É preciso muita ousadia para escrever um livro assim. O original, em inglês, chama-se The Lovely Bones, ou "Os ossos adoráveis", numa tradução bem livre. Ossos não são adoráveis, a não ser que a protagonista seja uma paleontóloga. Mas a narradora desta história tem apenas 14 anos e sonhava ser fotógrafa enquanto ainda tinha toda a vida pela frente. O livro é em si uma contradição: cheio de humor e esperança, apesar de ter como pontapé inicial o estupro e assassinato de uma adolescente. 
Os "ossos" do título em inglês não são os restos de Susie, a menininha que conta a história depois de morta. São a estrutura sobre a qual a vida é construída. É uma idéia abstrata, positiva e ousada a medida em que é quaseum clichê, mas virado de pernas para o ar. Outra audácia é a de colocar Susie Salmon no céu. Sim, é para cima que vai nossa protagonista. E é para baixo que ela olha, com olhos atentos, enquanto conta a história de sua família, agora traumatizada, de como seu assassino planeja os detalhes minuciosamente para não ser descoberto, de como a polícia não tem nenhuma pista sobre como chegar a ele.

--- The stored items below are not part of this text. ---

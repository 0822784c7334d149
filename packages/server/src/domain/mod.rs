//! ドメイン層
//!
//! Room の共有状態とミューテーション、ユーザー、保存済みファイルを表すモデルと、
//! 外部への依存（Repository, MessagePusher, 認証サービス）のインターフェースを定義します。

pub mod entity;
pub mod error;
pub mod factory;
pub mod language;
pub mod message_pusher;
pub mod mutation;
pub mod repository;
pub mod service;
pub mod value_object;

pub use entity::{DEFAULT_CODE, DEFAULT_LANGUAGE, Room, StoredFile, User};
pub use error::{MessagePushError, PasswordError, RepositoryError, TokenError, ValueObjectError};
pub use factory::{FileIdFactory, RoomIdFactory, SocketIdFactory, UserIdFactory};
pub use language::LanguageSpec;
pub use message_pusher::{MessagePusher, PusherChannel};
#[cfg(test)]
pub use message_pusher::MockMessagePusher;
pub use mutation::{
    CodeChange, FileDescriptor, FileSelection, Mutation, MutationEvent, MutationKind,
    TerminalsSnapshot,
};
pub use repository::{FileRepository, RoomRepository, UserRepository};
pub use service::{IssuedToken, PasswordHasher, TokenClaims, TokenService};
pub use value_object::{
    Email, FileId, LanguageId, RoomId, SocketId, Timestamp, Topic, UserId, Username,
};
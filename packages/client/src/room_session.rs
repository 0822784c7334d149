//! One joined room: the local editor and room state, the debounced
//! broadcaster for local changes and the channel feeding remote ones.
//!
//! Local operations and remote events take the same view lock, so a remote
//! event is never applied halfway through a local edit.

use std::sync::{Arc, Mutex, MutexGuard};

use coderoom_server::{
    domain::{
        CodeChange, FileDescriptor, FileSelection, LanguageId, Mutation, MutationEvent,
        MutationKind, RoomId, TerminalsSnapshot, Timestamp, UserId, language,
    },
    infrastructure::dto::http::{RoomDetailDto, RoomSummaryDto, SaveFileRequest, SavedFileDto},
};
use coderoom_shared::time::Clock;
use tokio::sync::mpsc;

use crate::{
    api::{ApiClient, RelayPublisher},
    broadcaster::Broadcaster,
    channel::ChannelHandle,
    editor::{BufferEditor, EditorSurface, Position},
    error::ClientError,
    executor::{CodeExecutor, terminal_output},
    notification::Notification,
    reconcile::{Applied, LocalRoomState, ReconciliationEngine},
    session::{IdentityGuard, SessionContext},
};

/// Local editor plus the rest of the shared state
#[derive(Debug)]
pub struct RoomView {
    pub editor: BufferEditor,
    pub state: LocalRoomState,
}

/// A remote change that was applied, for display
#[derive(Debug, Clone, PartialEq, Eq)]
pub struct RemoteNotice {
    pub kind: MutationKind,
    pub origin: UserId,
    pub message: Option<String>,
}

pub struct RoomSession {
    room_id: RoomId,
    room_name: String,
    session: SessionContext,
    api: ApiClient,
    executor: Arc<dyn CodeExecutor>,
    clock: Arc<dyn Clock>,
    engine: Arc<ReconciliationEngine>,
    view: Arc<Mutex<RoomView>>,
    broadcaster: Broadcaster,
    channel: Option<ChannelHandle>,
    notices_tx: mpsc::UnboundedSender<RemoteNotice>,
    notices_rx: Option<mpsc::UnboundedReceiver<RemoteNotice>>,
}

impl RoomSession {
    /// Hydrate a session from the room snapshot. Requires a signed-in identity.
    pub fn new(
        snapshot: RoomDetailDto,
        session: SessionContext,
        api: ApiClient,
        publisher: Arc<dyn RelayPublisher>,
        executor: Arc<dyn CodeExecutor>,
        clock: Arc<dyn Clock>,
    ) -> Result<Self, ClientError> {
        let identity = session.current()?;
        let room_id = RoomId::new(snapshot.id.clone())?;
        let room_name = snapshot.name.clone();
        let (state, code) = LocalRoomState::from_snapshot(snapshot)?;

        let broadcaster = Broadcaster::new(
            room_id.clone(),
            IdentityGuard::new(session.clone()),
            publisher,
        );
        let (notices_tx, notices_rx) = mpsc::unbounded_channel();

        Ok(Self {
            room_id,
            room_name,
            session,
            api,
            executor,
            clock,
            engine: Arc::new(ReconciliationEngine::new(identity.user_id)),
            view: Arc::new(Mutex::new(RoomView {
                editor: BufferEditor::new(code),
                state,
            })),
            broadcaster,
            channel: None,
            notices_tx,
            notices_rx: Some(notices_rx),
        })
    }

    pub fn room_id(&self) -> &RoomId {
        &self.room_id
    }

    pub fn room_name(&self) -> &str {
        &self.room_name
    }

    /// Receiver of applied remote changes; available once.
    pub fn take_notices(&mut self) -> Option<mpsc::UnboundedReceiver<RemoteNotice>> {
        self.notices_rx.take()
    }

    /// Start applying events from `channel`. A previous channel is torn down.
    pub fn attach(&mut self, channel: ChannelHandle) {
        if let Some(previous) = self.channel.take() {
            previous.unsubscribe_all();
        }
        for kind in MutationKind::ALL {
            let view = self.view.clone();
            let engine = self.engine.clone();
            let clock = self.clock.clone();
            let notices = self.notices_tx.clone();
            channel.bind(kind, move |event| {
                if let Some(notice) = apply_remote(&view, &engine, clock.as_ref(), event) {
                    let _ = notices.send(notice);
                }
            });
        }
        self.channel = Some(channel);
    }

    /// Replace local state with a fresh room snapshot, e.g. after a reconnect.
    pub fn hydrate(&self, snapshot: RoomDetailDto) -> Result<(), ClientError> {
        let (state, code) = LocalRoomState::from_snapshot(snapshot)?;
        let mut view = self.lock_view();
        let cursor = view.editor.position();
        view.editor.set_value(&code);
        view.editor.set_position(cursor);
        view.state = LocalRoomState {
            notification: view.state.notification.take(),
            ..state
        };
        Ok(())
    }

    /// Apply a remote event as if it came from the channel.
    pub fn handle_remote(&self, event: &MutationEvent) -> Option<RemoteNotice> {
        apply_remote(&self.view, &self.engine, self.clock.as_ref(), event)
    }

    /// Resolves when the attached channel loses its connection.
    pub async fn disconnected(&self) {
        match &self.channel {
            Some(channel) => channel.disconnected().await,
            None => std::future::pending().await,
        }
    }

    // ========================================
    // Local operations
    // ========================================

    /// Replace the whole buffer, e.g. after typing into an empty editor.
    pub fn set_code(&self, code: &str) {
        let mut view = self.lock_view();
        view.editor.set_value(code);
        let line_count = view.editor.line_count();
        view.editor.set_position(Position::new(line_count, u32::MAX));
        drop(view);
        self.broadcast_code(code.to_string(), 0);
    }

    pub fn insert_line(&self, at: u32, content: &str) -> u32 {
        self.edit(|editor| Some(editor.insert_line(at, content)))
            .unwrap_or(at)
    }

    pub fn append_line(&self, content: &str) -> u32 {
        self.edit(|editor| Some(editor.append_line(content)))
            .unwrap_or_default()
    }

    pub fn replace_line(&self, at: u32, content: &str) -> Result<u32, ClientError> {
        self.edit(|editor| editor.replace_line(at, content))
            .ok_or_else(|| ClientError::InvalidInput(format!("line {} does not exist", at)))
    }

    pub fn delete_line(&self, at: u32) -> Result<u32, ClientError> {
        self.edit(|editor| editor.delete_line(at))
            .ok_or_else(|| ClientError::InvalidInput(format!("line {} does not exist", at)))
    }

    /// Switch language; the buffer is reset to the language's starter code.
    pub fn change_language(&self, language: &str) -> Result<(), ClientError> {
        let spec = language::find(language).ok_or_else(|| {
            ClientError::InvalidInput(format!("unsupported language '{}'", language))
        })?;
        let language = LanguageId::new(spec.id)?;

        let mut view = self.lock_view();
        view.state.language = language.clone();
        view.editor.set_value(spec.boilerplate);
        drop(view);

        self.broadcaster.broadcast(Mutation::Language(language));
        Ok(())
    }

    pub fn change_input(&self, input: &str) {
        let snapshot = {
            let mut view = self.lock_view();
            view.state.terminals.input = input.to_string();
            view.state.terminals.clone()
        };
        self.broadcaster.broadcast(Mutation::Terminals(snapshot));
    }

    /// Run the buffer in the sandbox and share the result. Returns the output text.
    pub async fn run(&self) -> String {
        let (language, code, stdin, loading) = {
            let mut view = self.lock_view();
            // the previous output stays visible until the new one arrives
            view.state.terminals.is_loading = true;
            (
                view.state.language.clone(),
                view.editor.value(),
                view.state.terminals.input.clone(),
                view.state.terminals.clone(),
            )
        };
        self.broadcaster.broadcast(Mutation::Terminals(loading));

        let result = match language::find(language.as_str()) {
            Some(spec) => {
                self.executor
                    .execute(spec.id, spec.version, &code, &stdin)
                    .await
            }
            None => Err(ClientError::ExecutionError(format!(
                "no runtime for '{}'",
                language
            ))),
        };
        if let Err(e) = &result {
            tracing::warn!("Run failed: {}", e);
        }
        let output = terminal_output(&result);

        let finished = {
            let mut view = self.lock_view();
            view.state.terminals.output = output.clone();
            view.state.terminals.is_loading = false;
            view.state.terminals.clone()
        };
        self.broadcaster.broadcast(Mutation::Terminals(finished));
        output
    }

    /// Open `file` locally and tell the room about it.
    pub fn select_file(&self, file: FileDescriptor) {
        {
            let mut view = self.lock_view();
            view.state.language = file.language.clone();
            view.state.active_file = Some(file.clone());
            view.editor.set_value(&file.content);
        }
        let opened_by = self
            .session
            .current()
            .ok()
            .map(|identity| identity.username);
        self.broadcaster
            .broadcast(Mutation::FileSelection(FileSelection { file, opened_by }));
    }

    /// Save the buffer as `{name}.{extension}` of the current language.
    pub async fn save(&self, name: &str) -> Result<SavedFileDto, ClientError> {
        let name = name.trim();
        if name.is_empty() {
            return Err(ClientError::InvalidInput(
                "file name must not be empty".to_string(),
            ));
        }
        let identity = self.session.current()?;
        let request = {
            let view = self.lock_view();
            SaveFileRequest {
                name: language::file_name(name, view.state.language.as_str()),
                content: view.editor.value(),
                language: view.state.language.to_string(),
                room_id: self.room_id.to_string(),
            }
        };
        self.api.save_file(&identity, &request).await
    }

    pub async fn list_files(&self) -> Result<Vec<SavedFileDto>, ClientError> {
        let identity = self.session.current()?;
        self.api.list_files(&identity, &self.room_id).await
    }

    /// Every room on the relay, for picking another one to join.
    pub async fn list_rooms(&self) -> Result<Vec<RoomSummaryDto>, ClientError> {
        self.api.list_rooms().await
    }

    /// Open a saved file of this room by name.
    pub async fn open_saved(&self, name: &str) -> Result<FileDescriptor, ClientError> {
        let files = self.list_files().await?;
        let saved = files
            .into_iter()
            .rev()
            .find(|file| file.name == name)
            .ok_or_else(|| ClientError::InvalidInput(format!("no saved file '{}'", name)))?;
        let file = FileDescriptor {
            name: saved.name,
            language: LanguageId::new(saved.language)?,
            content: saved.content,
        };
        self.select_file(file.clone());
        Ok(file)
    }

    // ========================================
    // Inspection
    // ========================================

    pub fn code(&self) -> String {
        self.lock_view().editor.value()
    }

    pub fn cursor(&self) -> Position {
        self.lock_view().editor.position()
    }

    pub fn set_cursor(&self, position: Position) {
        self.lock_view().editor.set_position(position);
    }

    pub fn language(&self) -> LanguageId {
        self.lock_view().state.language.clone()
    }

    pub fn terminals(&self) -> TerminalsSnapshot {
        self.lock_view().state.terminals.clone()
    }

    pub fn active_file(&self) -> Option<FileDescriptor> {
        self.lock_view().state.active_file.clone()
    }

    pub fn notification(&self) -> Option<Notification> {
        let now = self.clock.now_millis();
        self.lock_view().state.visible_notification(now).cloned()
    }

    /// Cancel pending broadcasts and release the channel. Safe to call twice.
    pub fn teardown(&mut self) {
        self.broadcaster.cancel_all();
        if let Some(channel) = self.channel.take() {
            channel.unsubscribe_all();
        }
    }

    fn edit<F>(&self, f: F) -> Option<u32>
    where
        F: FnOnce(&mut BufferEditor) -> Option<u32>,
    {
        let (line, code) = {
            let mut view = self.lock_view();
            let line = f(&mut view.editor)?;
            (line, view.editor.value())
        };
        self.broadcast_code(code, line);
        Some(line)
    }

    fn broadcast_code(&self, code: String, change_line_number: u32) {
        self.broadcaster.broadcast(Mutation::Code(CodeChange {
            code,
            change_line_number,
            timestamp: Timestamp::new(self.clock.now_millis()),
        }));
    }

    fn lock_view(&self) -> MutexGuard<'_, RoomView> {
        self.view.lock().unwrap_or_else(|e| e.into_inner())
    }
}

impl Drop for RoomSession {
    fn drop(&mut self) {
        self.teardown();
    }
}

fn apply_remote(
    view: &Mutex<RoomView>,
    engine: &ReconciliationEngine,
    clock: &dyn Clock,
    event: &MutationEvent,
) -> Option<RemoteNotice> {
    let mut view = view.lock().unwrap_or_else(|e| e.into_inner());
    let RoomView { editor, state } = &mut *view;

    let applied = match engine.apply(state, &mut *editor, event, clock.now_millis()) {
        Ok(applied) => applied,
        Err(reason) => {
            tracing::trace!("{} from {} discarded: {:?}", event.kind(), event.origin, reason);
            return None;
        }
    };

    let message = match applied {
        // the buffer has no separate render step, so the view is restored right away
        Applied::Code(restore) => {
            restore.finish(&mut *editor);
            None
        }
        Applied::FileSelection => state.notification.as_ref().map(|n| n.message.clone()),
        Applied::Language | Applied::Terminals => None,
    };
    tracing::debug!("Applied {} from {}", event.kind(), event.origin);

    Some(RemoteNotice {
        kind: event.kind(),
        origin: event.origin.clone(),
        message,
    })
}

Susie Salmon conta sua saga em primeira pessoa, com todo o calor e o envolvimento e a parcialidade de uma história narrada assim. Mas, como está no céu, também tem a liberdade de uma narradora onisciente e acesso a coisas que nunca veria ou saberia de qualquer outro ponto de vista. Então sabe dos sentimentos inadequados que sua mãe começa a ter depois da morte da filha, o jeito desesperado como seu pai começa a agir, a vergonha de sua irmã mais nova, que agora é a garota mais popular e ao mesmo tempo mais rejeitada do colégio, e o desnorteamento de seu irmãozinho de 4 anos, que simplesmente quer ver os pais pararem de chorar e saber quando sua irmã mais velha chega "de viagem". 
O início da história se dá no inverno de 1973. Antes, portanto, da descoberta do DNA, quando uma gota de sangue e um fio de cabelo ainda não eram suficientes para desvendar um mistério. O que foi um grande passo para a humanidade não representa necessariamente uma esperança para as artes. O que seriam dos livros de Raymond Chandler, dos filmes de Alfred Hitchcock e das peças de Frederick Knott na era do DNA?

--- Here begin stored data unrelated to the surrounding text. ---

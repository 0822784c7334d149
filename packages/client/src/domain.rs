//! Domain logic for client-side operations.
//!
//! Pure functions deciding how the CLI reacts to failures.

use crate::error::{AuthError, ClientError};

/// Check if the client should exit immediately based on the error type.
///
/// Identity problems and a missing room will not fix themselves by reconnecting.
pub fn should_exit_immediately(error: &ClientError) -> bool {
    match error {
        ClientError::Auth(_) | ClientError::InvalidInput(_) => true,
        ClientError::Rejected { status, .. } => *status == 404,
        ClientError::ConnectionError(_) | ClientError::ExecutionError(_) => false,
    }
}

/// Check if the client should attempt to reconnect.
///
/// `current_attempt` counts failed attempts so far (0-indexed).
pub fn should_attempt_reconnect(
    error: &ClientError,
    current_attempt: u32,
    max_attempts: u32,
) -> bool {
    if should_exit_immediately(error) {
        return false;
    }
    current_attempt < max_attempts
}

/// Whether the user has to sign in again before continuing
pub fn requires_sign_in(error: &ClientError) -> bool {
    matches!(
        error,
        ClientError::Auth(AuthError::MissingIdentity | AuthError::Expired | AuthError::InvalidToken(_))
    )
}

#[cfg(test)]
mod tests {
    use super::*;

    #[test]
    fn test_should_exit_immediately_with_auth_error() {
        // テスト項目: 認証エラーの場合、即座に終了すべきと判定される
        // given (前提条件):
        let error = ClientError::Auth(AuthError::InvalidCredentials);

        // when (操作):
        let result = should_exit_immediately(&error);

        // then (期待する結果):
        assert!(result);
    }

    #[test]
    fn test_should_exit_immediately_with_connection_error() {
        // テスト項目: ConnectionError の場合、即座に終了すべきではないと判定される
        // given (前提条件):
        let error = ClientError::ConnectionError("network error".to_string());

        // when (操作):
        let result = should_exit_immediately(&error);

        // then (期待する結果):
        assert!(!result);
    }

    #[test]
    fn test_should_exit_immediately_with_unknown_room() {
        // テスト項目: Room が存在しない (404) 場合、即座に終了すべきと判定される
        // given (前提条件):
        let missing = ClientError::Rejected {
            status: 404,
            message: "Room 'R9' not found".to_string(),
        };
        let unavailable = ClientError::Rejected {
            status: 503,
            message: "unavailable".to_string(),
        };

        // when (操作) / then (期待する結果):
        assert!(should_exit_immediately(&missing));
        assert!(!should_exit_immediately(&unavailable));
    }

    #[test]
    fn test_reconnect_policy_for_transport_failures() {
        // テスト項目: 接続失敗は上限回数まで再試行され、認証エラーは再試行されない
        // given (前提条件):
        let dropped = ClientError::ConnectionError("connection reset".to_string());
        let expired = ClientError::Auth(AuthError::Expired);

        // when (操作) / then (期待する結果):
        assert!(should_attempt_reconnect(&dropped, 0, 5));
        assert!(should_attempt_reconnect(&dropped, 4, 5));
        assert!(!should_attempt_reconnect(&dropped, 5, 5));
        assert!(!should_attempt_reconnect(&expired, 0, 5));
    }

    #[test]
    fn test_requires_sign_in() {
        // テスト項目: Identity の欠落・期限切れ・拒否のみ再サインインが必要
        // given (前提条件) / when (操作) / then (期待する結果):
        assert!(requires_sign_in(&ClientError::Auth(AuthError::Expired)));
        assert!(requires_sign_in(&ClientError::Auth(AuthError::InvalidToken(
            "bad".to_string()
        ))));
        assert!(!requires_sign_in(&ClientError::Auth(AuthError::AlreadyExists)));
        assert!(!requires_sign_in(&ClientError::ConnectionError("x".to_string())));
    }
}
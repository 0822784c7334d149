//! UseCase: Bearer トークンによる認証
//!
//! トークンを検証し、対応するユーザーを返します。

use std::sync::Arc;

use crate::domain::{TokenService, User, UserRepository};

use super::error::AuthenticateError;

pub struct AuthenticateUseCase {
    token_service: Arc<dyn TokenService>,
    user_repository: Arc<dyn UserRepository>,
}

impl AuthenticateUseCase {
    pub fn new(
        token_service: Arc<dyn TokenService>,
        user_repository: Arc<dyn UserRepository>,
    ) -> Self {
        Self {
            token_service,
            user_repository,
        }
    }

    pub async fn execute(&self, token: &str) -> Result<User, AuthenticateError> {
        let claims = self.token_service.verify(token)?;
        self.user_repository
            .find_by_id(&claims.user_id)
            .await
            .map_err(|_| AuthenticateError::UnknownUser(claims.user_id.to_string()))
    }
}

Mas não é justiça o que busca Alice Sebold, a autora do livro. Não nesta obra. Aqui, é o pai da menininha morta, Jack Salmon, e o chefe da polícia local, Len Fenerman, os que mais querem vingança. A própria autora, que com a publicação deste livro, seu primeiro romance, virou celebridade nos EUA (Uma Vida Interrompida foi o livro de ficção mais vendido nos EUA em 2002, com 1,5 milhão de cópias) e alcança agora sucesso mundial (os direitos do romance já foram vendidos para mais de vinte países), só queria contar uma boa história. 

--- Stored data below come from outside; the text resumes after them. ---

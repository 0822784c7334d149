//! HTTP API endpoint handlers.

use std::sync::Arc;

use axum::{
    Json,
    extract::{Path, State},
    http::{HeaderMap, StatusCode},
};

use crate::{
    domain::{Mutation, MutationEvent, MutationKind, RoomId, SocketId},
    infrastructure::dto::{
        conversion::mutation_from_publish_body,
        http::{
            AuthResponse, CreateRoomRequest, FilesResponse, PublishResponse, RoomDetailsResponse,
            RoomSummaryDto, SOCKET_ID_HEADER, SaveFileRequest, SaveFileResponse, SigninRequest,
            SignupRequest,
        },
        websocket::TopicMessage,
    },
    ui::state::AppState,
    usecase::SaveFileCommand,
};

use super::{auth::AuthenticatedUser, error::ApiError};

/// Health check endpoint
pub async fn health_check() -> Json<serde_json::Value> {
    Json(serde_json::json!({"status": "ok"}))
}

pub async fn sign_up(
    State(state): State<Arc<AppState>>,
    Json(request): Json<SignupRequest>,
) -> Result<(StatusCode, Json<AuthResponse>), ApiError> {
    let (user, token) = state
        .sign_up_usecase
        .execute(request.username, request.email, request.password)
        .await?;

    Ok((
        StatusCode::CREATED,
        Json(AuthResponse {
            user: user.into(),
            token: token.token,
            expires_at: token.expires_at,
        }),
    ))
}

pub async fn sign_in(
    State(state): State<Arc<AppState>>,
    Json(request): Json<SigninRequest>,
) -> Result<Json<AuthResponse>, ApiError> {
    let (user, token) = state
        .sign_in_usecase
        .execute(request.email, request.password)
        .await?;

    Ok(Json(AuthResponse {
        user: user.into(),
        token: token.token,
        expires_at: token.expires_at,
    }))
}

/// Get list of rooms
pub async fn get_rooms(State(state): State<Arc<AppState>>) -> Json<Vec<RoomSummaryDto>> {
    let rooms = state.get_rooms_usecase.execute().await;

    // Domain Model から DTO への変換
    Json(rooms.into_iter().map(Into::into).collect())
}

pub async fn create_room(
    State(state): State<Arc<AppState>>,
    AuthenticatedUser(user): AuthenticatedUser,
    Json(request): Json<CreateRoomRequest>,
) -> Result<(StatusCode, Json<RoomDetailsResponse>), ApiError> {
    let room = state
        .create_room_usecase
        .execute(&user.id, request.name)
        .await?;

    Ok((
        StatusCode::CREATED,
        Json(RoomDetailsResponse { room: room.into() }),
    ))
}

/// Latest snapshot of a room for late joiners
pub async fn get_room_detail(
    State(state): State<Arc<AppState>>,
    AuthenticatedUser(_user): AuthenticatedUser,
    Path(room_id): Path<String>,
) -> Result<Json<RoomDetailsResponse>, ApiError> {
    let room_id = RoomId::new(room_id)?;
    let room = state.get_room_detail_usecase.execute(&room_id).await?;

    Ok(Json(RoomDetailsResponse { room: room.into() }))
}

pub async fn list_room_files(
    State(state): State<Arc<AppState>>,
    AuthenticatedUser(_user): AuthenticatedUser,
    Path(room_id): Path<String>,
) -> Result<Json<FilesResponse>, ApiError> {
    let room_id = RoomId::new(room_id)?;
    let files = state.list_room_files_usecase.execute(&room_id).await?;

    Ok(Json(FilesResponse {
        files: files.into_iter().map(Into::into).collect(),
    }))
}

pub async fn save_file(
    State(state): State<Arc<AppState>>,
    AuthenticatedUser(user): AuthenticatedUser,
    Json(request): Json<SaveFileRequest>,
) -> Result<(StatusCode, Json<SaveFileResponse>), ApiError> {
    let file = state
        .save_file_usecase
        .execute(
            &user.id,
            SaveFileCommand {
                room_id: request.room_id,
                name: request.name,
                language: request.language,
                content: request.content,
            },
        )
        .await?;

    Ok((
        StatusCode::CREATED,
        Json(SaveFileResponse { file: file.into() }),
    ))
}

/// `POST /api/rooms/{room_id}/{kind}`
///
/// Stores the latest value of the kind on the room and republishes the event,
/// stamped with the caller's identity, to `room-{room_id}`. Responds without
/// waiting for subscribers to receive it.
pub async fn publish_mutation(
    State(state): State<Arc<AppState>>,
    AuthenticatedUser(user): AuthenticatedUser,
    Path((room_id, kind)): Path<(String, String)>,
    headers: HeaderMap,
    Json(body): Json<serde_json::Value>,
) -> Result<Json<PublishResponse>, ApiError> {
    let kind = MutationKind::from_path_segment(&kind)
        .ok_or_else(|| ApiError::not_found(format!("Unknown mutation kind '{}'", kind)))?;
    let room_id = RoomId::new(room_id)?;

    let mut mutation = mutation_from_publish_body(kind, body)?;
    if let Mutation::FileSelection(selection) = &mut mutation {
        selection.opened_by = Some(user.username.clone());
    }
    let event = MutationEvent::new(user.id.clone(), mutation);

    // Domain Model から DTO への変換
    let json_message = serde_json::to_string(&TopicMessage::from(event.clone()))
        .map_err(|e| ApiError::internal(e.to_string()))?;

    let exclude = headers
        .get(SOCKET_ID_HEADER)
        .and_then(|value| value.to_str().ok())
        .and_then(|value| SocketId::new(value).ok());

    state
        .publish_mutation_usecase
        .execute(&room_id, &event, json_message, exclude)
        .await?;

    Ok(Json(PublishResponse {
        success: true,
        message: None,
    }))
}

A escolha do tema, no entanto, tem a ver com a sua vida. Nascida em Madison, Estado do Wisconsin, em 1963, Alice Sebold se parece com a atriz australiana Cate Blanchett, só que morena e mais madura. Hoje em dia, fala com serenidade sobre o processo que a levou a escrever este romance. Mas não foi sempre assim. 
Aos 19 anos, quando estava no primeiro ano da faculdade e ainda sonhava ser poeta, foi estuprada em ura beco do campus da universidade. Ao chegar à delegacia, machucada, assustada e não mais virgem, ouviu de um dos investigadores que várias mulheres haviam sido estupradas e mortas no mesmo beco antes dela. Em comparação, disse que ela tinha muita sorte, "Lucky" é sortuda em inglês e é também o nome do livro que Alice Sebold escreveu contando sua própria história. Lucky: a memoir, ou "Sortuda: uma história real" (de novo em tradução bem livre), foi lançado em 1999, dois anos antes deste. 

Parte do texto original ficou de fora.